## [WHAT YOU ARE ASKED TO DO]
Instruction for the data below: set down exactly the lines from the line with "a run produced." to the line with "let status = if", inclusive, and no others.

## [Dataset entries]
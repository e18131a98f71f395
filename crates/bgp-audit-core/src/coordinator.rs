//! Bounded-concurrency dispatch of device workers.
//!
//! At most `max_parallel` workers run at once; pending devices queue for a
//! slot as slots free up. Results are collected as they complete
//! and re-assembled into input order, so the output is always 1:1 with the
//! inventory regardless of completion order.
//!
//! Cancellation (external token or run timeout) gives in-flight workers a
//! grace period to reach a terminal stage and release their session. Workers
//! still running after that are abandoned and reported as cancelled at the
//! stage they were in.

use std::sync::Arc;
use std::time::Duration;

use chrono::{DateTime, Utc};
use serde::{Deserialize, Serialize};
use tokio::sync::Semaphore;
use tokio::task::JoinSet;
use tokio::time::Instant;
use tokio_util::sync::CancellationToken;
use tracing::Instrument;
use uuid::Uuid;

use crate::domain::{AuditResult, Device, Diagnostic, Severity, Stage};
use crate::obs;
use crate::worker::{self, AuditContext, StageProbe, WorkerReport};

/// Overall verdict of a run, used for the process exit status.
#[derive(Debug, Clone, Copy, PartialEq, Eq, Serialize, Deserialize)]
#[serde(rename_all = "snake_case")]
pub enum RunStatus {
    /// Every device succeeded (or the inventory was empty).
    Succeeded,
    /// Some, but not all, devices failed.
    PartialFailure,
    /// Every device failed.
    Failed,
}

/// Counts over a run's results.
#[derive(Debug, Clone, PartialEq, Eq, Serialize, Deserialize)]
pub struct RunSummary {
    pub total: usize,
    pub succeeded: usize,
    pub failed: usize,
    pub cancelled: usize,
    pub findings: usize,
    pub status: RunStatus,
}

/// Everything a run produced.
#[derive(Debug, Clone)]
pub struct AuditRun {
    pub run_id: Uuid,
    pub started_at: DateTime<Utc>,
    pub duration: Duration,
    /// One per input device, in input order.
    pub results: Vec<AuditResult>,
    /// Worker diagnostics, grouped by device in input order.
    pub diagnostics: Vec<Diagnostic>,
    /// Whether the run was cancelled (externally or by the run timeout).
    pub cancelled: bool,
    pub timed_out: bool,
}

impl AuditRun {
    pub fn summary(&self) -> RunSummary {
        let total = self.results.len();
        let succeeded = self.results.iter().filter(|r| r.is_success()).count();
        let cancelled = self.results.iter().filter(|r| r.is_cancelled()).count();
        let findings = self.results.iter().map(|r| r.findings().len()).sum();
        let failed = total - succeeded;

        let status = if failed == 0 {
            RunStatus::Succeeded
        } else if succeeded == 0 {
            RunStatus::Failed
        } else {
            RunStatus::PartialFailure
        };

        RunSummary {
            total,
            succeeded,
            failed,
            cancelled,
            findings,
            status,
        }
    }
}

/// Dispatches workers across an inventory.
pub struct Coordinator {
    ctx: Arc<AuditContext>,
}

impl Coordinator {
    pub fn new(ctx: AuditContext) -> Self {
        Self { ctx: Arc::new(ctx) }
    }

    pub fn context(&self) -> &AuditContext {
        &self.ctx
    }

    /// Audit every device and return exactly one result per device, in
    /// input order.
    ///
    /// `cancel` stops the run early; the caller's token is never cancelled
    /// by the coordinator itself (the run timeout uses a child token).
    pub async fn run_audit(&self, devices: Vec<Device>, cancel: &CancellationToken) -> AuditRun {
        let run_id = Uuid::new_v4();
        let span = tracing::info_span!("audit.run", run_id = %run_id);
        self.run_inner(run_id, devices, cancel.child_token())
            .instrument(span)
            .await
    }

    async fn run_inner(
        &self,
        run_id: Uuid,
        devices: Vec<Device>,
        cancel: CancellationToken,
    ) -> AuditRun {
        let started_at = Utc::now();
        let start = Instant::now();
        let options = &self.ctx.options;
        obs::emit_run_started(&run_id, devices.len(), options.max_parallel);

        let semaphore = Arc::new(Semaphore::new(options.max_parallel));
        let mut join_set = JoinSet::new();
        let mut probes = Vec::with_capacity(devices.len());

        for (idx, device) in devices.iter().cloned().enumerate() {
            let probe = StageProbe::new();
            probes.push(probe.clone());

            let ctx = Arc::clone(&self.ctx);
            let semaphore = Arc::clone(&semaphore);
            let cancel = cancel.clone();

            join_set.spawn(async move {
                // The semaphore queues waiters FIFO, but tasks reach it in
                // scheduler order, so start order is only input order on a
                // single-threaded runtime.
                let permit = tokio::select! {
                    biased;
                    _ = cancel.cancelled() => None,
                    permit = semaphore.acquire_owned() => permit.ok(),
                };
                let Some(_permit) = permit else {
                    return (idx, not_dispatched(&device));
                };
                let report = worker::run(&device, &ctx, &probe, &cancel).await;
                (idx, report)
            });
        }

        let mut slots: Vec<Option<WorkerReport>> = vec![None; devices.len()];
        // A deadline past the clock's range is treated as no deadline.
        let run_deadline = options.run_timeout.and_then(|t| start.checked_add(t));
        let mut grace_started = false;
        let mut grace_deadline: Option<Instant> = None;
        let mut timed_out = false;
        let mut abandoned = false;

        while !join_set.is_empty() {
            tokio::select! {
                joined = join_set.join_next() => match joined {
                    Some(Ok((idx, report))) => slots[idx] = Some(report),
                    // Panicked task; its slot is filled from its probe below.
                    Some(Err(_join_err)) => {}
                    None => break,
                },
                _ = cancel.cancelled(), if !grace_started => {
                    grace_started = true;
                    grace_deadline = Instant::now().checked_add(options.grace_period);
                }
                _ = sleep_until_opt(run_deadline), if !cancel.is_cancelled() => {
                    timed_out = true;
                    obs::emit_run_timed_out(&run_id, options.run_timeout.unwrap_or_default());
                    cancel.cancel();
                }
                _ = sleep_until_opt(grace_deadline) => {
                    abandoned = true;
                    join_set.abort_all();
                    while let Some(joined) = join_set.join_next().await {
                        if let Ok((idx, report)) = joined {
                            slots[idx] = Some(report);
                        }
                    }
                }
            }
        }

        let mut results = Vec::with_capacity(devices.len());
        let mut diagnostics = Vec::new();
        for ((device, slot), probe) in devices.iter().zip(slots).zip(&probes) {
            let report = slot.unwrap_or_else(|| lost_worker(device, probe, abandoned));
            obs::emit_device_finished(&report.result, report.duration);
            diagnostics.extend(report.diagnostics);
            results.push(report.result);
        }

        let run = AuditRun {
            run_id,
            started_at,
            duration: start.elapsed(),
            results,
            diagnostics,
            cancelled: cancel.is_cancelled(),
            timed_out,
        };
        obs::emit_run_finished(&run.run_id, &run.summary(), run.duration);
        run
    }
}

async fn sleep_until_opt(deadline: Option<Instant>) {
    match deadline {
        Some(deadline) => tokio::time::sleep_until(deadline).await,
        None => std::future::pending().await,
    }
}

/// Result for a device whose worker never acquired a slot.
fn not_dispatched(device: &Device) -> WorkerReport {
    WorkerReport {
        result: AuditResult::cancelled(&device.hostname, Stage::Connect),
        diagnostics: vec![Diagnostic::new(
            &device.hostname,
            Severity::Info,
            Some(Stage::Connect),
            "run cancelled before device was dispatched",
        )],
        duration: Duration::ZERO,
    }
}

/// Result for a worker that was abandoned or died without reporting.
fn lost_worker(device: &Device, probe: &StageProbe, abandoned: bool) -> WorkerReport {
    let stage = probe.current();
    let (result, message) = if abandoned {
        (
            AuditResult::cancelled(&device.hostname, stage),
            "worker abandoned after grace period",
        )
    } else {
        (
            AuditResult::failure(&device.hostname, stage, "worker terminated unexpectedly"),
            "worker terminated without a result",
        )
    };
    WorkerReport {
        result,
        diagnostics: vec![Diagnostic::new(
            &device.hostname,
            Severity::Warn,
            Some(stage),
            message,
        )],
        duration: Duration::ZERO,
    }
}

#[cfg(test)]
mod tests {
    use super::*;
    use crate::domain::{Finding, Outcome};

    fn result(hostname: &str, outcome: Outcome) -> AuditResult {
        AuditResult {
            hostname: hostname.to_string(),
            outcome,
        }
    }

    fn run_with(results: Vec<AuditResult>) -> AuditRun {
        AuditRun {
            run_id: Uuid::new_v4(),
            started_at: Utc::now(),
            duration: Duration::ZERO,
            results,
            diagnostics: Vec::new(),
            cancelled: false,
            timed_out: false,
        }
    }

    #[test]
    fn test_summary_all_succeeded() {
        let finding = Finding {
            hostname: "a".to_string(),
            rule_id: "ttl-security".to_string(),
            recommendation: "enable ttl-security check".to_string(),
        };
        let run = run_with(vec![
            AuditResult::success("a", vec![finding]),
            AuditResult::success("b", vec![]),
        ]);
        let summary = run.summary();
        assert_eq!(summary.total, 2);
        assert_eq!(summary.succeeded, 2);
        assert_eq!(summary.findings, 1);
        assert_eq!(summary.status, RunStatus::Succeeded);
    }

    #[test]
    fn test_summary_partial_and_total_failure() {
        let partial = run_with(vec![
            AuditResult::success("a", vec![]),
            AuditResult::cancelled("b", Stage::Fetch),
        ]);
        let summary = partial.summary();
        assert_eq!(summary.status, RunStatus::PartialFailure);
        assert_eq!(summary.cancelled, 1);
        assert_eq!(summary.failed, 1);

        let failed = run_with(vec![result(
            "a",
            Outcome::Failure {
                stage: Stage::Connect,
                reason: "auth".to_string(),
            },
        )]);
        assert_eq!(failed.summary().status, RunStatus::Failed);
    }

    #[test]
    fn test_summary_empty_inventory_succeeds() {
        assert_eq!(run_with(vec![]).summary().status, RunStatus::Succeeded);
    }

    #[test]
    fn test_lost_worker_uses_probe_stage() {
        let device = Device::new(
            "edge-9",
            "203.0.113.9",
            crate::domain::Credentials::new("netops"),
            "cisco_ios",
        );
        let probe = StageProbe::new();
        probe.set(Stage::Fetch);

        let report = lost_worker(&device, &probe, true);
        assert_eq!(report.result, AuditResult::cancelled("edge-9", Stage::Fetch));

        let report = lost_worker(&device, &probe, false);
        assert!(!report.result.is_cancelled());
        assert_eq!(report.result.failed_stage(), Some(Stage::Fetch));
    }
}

## [RESPONSE]
/// Everything a run produced.
#[derive(Debug, Clone)]
pub struct AuditRun {
    pub run_id: Uuid,
    pub started_at: DateTime<Utc>,
    pub duration: Duration,
    /// One per input device, in input order.
    pub results: Vec<AuditResult>,
    /// Worker diagnostics, grouped by device in input order.
    pub diagnostics: Vec<Diagnostic>,
    /// Whether the run was cancelled (externally or by the run timeout).
    pub cancelled: bool,
    pub timed_out: bool,
}

impl AuditRun {
    pub fn summary(&self) -> RunSummary {
        let total = self.results.len();
        let succeeded = self.results.iter().filter(|r| r.is_success()).count();
        let cancelled = self.results.iter().filter(|r| r.is_cancelled()).count();
        let findings = self.results.iter().map(|r| r.findings().len()).sum();
        let failed = total - succeeded;

        let status = if failed == 0 {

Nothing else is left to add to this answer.